A few tips to get you started growing your Pinterest account even faster:
- Pinterest is mostly for traffic so your primary focus is to get people to click through to your blog. However, don’t be afraid to go for the easy win. People love to repin infographics, quotes, memes, cute animals, and even things like color palettes if you’re in the Home Decor niche. Create a couple of simple pins and start circulating them for a little boost in Pinterest traffic.
- Creating pins for blog posts will be different than creating pins for affiliate marketing only. Use Canva to add big, easy to read lettering to your pins.
Check out my article on 19 Pinterest Tips Directly from Pinterest for even more tips on how to grow your account.
Step 9: Make Google Happy
As mentioned before, you will want to get your first ten posts up and then publish a couple of posts a week so you start to show up on Google’s radar.
Why is Google so Important?
Because to make your blog a business you have to have great SEO to send you traffic. The search engine you need to send you traffic? Google.
Of course there are other search engines (Yahoo, Bing, Ask) but Google is the search engine giant. If you ever decide to do sponsored posts (posts in exchange for money, products, or services) or want to have ads on your page, your Google Analytics is what companies will ask to see.
SEO is a beast of a topic which is why I suggested the free resources above but there are a few basic things you can do to start to get on Google’s radar.
Upload the YOAST Plugin
There is a free and paid version of the Yoast plugin for WordPress but if you’re just getting started the free one is fine (they also have a great tutorial on SEO and how to use their plugins).
Yoast is a very user friendly plugin and it’s pretty self explanatory. When you upload it, it will analyze your post and let you know how good the SEO is. Following the plugin is a great way to start crafting your posts in a way that will help them rank high in Google.
It will also create a sitemap of your page which you will want to submit to Google. A sitemap tells google about the organization of your site content and pages with sitemaps tend to rank higher.
Setup Google Search Console
You’ll also want to setup your Google Search Console. Your Google Search Console will tell you what words you rank for.
To ‘rank’ for words means you show up on page one of Google when someone enters a specific phrase. Ranking for any key phrase on Google is a great reason to do a happy dance. The more phrases you rank for on Google, the more traffic you will have.
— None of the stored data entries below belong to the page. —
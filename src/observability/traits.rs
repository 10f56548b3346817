//! Core observer trait and event/metric types.
use std::time::Duration;

/// Provider-agnostic observer for assistant lifecycle events and metrics.
///
/// The agent, conversation session and dashboard record events at key
/// points and the observer decides what to do with them.
///
/// Thread-safe and cheaply cloneable behind `Arc<dyn Observer>`.
pub trait Observer: Send + Sync {
    /// Record a discrete lifecycle event.
    fn record_event(&self, event: &ObserverEvent);

    /// Record a numeric metric sample.
    fn record_metric(&self, metric: &ObserverMetric);

    /// Flush any buffered data. No-op by default.
    fn flush(&self) {}

    /// Human-readable backend name (e.g. "noop", "log").
    fn name(&self) -> &str;
}

/// Discrete lifecycle events.
#[derive(Debug, Clone)]
pub enum ObserverEvent {
    /// A request was sent to the hosted model.
    LlmRequest {
        provider: String,
        model: String,
        message_count: usize,
    },

    /// The hosted model answered (or failed).
    LlmResponse {
        provider: String,
        model: String,
        duration: Duration,
        success: bool,
        error_message: Option<String>,
    },

    /// A vault tool call is about to start.
    ToolCallStart { tool: String },

    /// A vault tool call finished.
    ToolCallEnd {
        tool: String,
        duration: Duration,
        success: bool,
    },

    /// One user utterance was fully answered.
    TurnComplete,

    /// A dashboard session was opened or closed.
    SessionChange { session_id: String, opened: bool },

    /// An error occurred in a component.
    Error { component: String, message: String },
}

/// Numeric metric samples.
#[derive(Debug, Clone)]
pub enum ObserverMetric {
    /// Wall time to answer one utterance.
    RequestLatency(Duration),

    /// Tokens consumed by one model call.
    TokensUsed(u64),

    /// Current number of open dashboard sessions (gauge).
    ActiveSessions(u64),
}

/// Observer that keeps every event and metric, for assertions in tests.
#[cfg(test)]
#[derive(Debug, Default)]
pub(crate) struct RecordingObserver {
    events: std::sync::Mutex<Vec<ObserverEvent>>,
    metrics: std::sync::Mutex<Vec<ObserverMetric>>,
}

#[cfg(test)]
impl RecordingObserver {
    pub(crate) fn events(&self) -> Vec<ObserverEvent> {
        self.events.lock().unwrap().clone()
    }

    pub(crate) fn metrics(&self) -> Vec<ObserverMetric> {
        self.metrics.lock().unwrap().clone()
    }
}

#[cfg(test)]
impl Observer for RecordingObserver {
    fn record_event(&self, event: &ObserverEvent) {
        self.events.lock().unwrap().push(event.clone());
    }

    fn record_metric(&self, metric: &ObserverMetric) {
        self.metrics.lock().unwrap().push(metric.clone());
    }

    fn name(&self) -> &str {
        "recording"
    }
}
Upload Your Posts to Google +
Google plus is Google’s version of Facebook. There are quite a few people on it but not near as many as Facebook (honestly, I didn’t know it existed before I started blogging).
You can check out this article by Twelve Skip on how to setup your Google + Business account and then you want to upload your posts to it. When you upload a post to Google +, don’t expect much to happen. However, Google + is owned by Google and rumor has it they give preference to posts on their own platform so take the moment to post it.
Blogging Success Is Mostly About the Right Mindset
This post contained a ton of information but don’t let it intimidate you. Half of blogging is mindset and you can (and have to believe) that you can do this. There’s no magic formula for success, you just have to do what needs to be done and do it consistently until you get to where you’re going but you don’t have to do it alone. Join my Private Facebook Group to ask questions, get Feedback, and share your blog to help you grow. I hope to see you there and best of luck on your blog!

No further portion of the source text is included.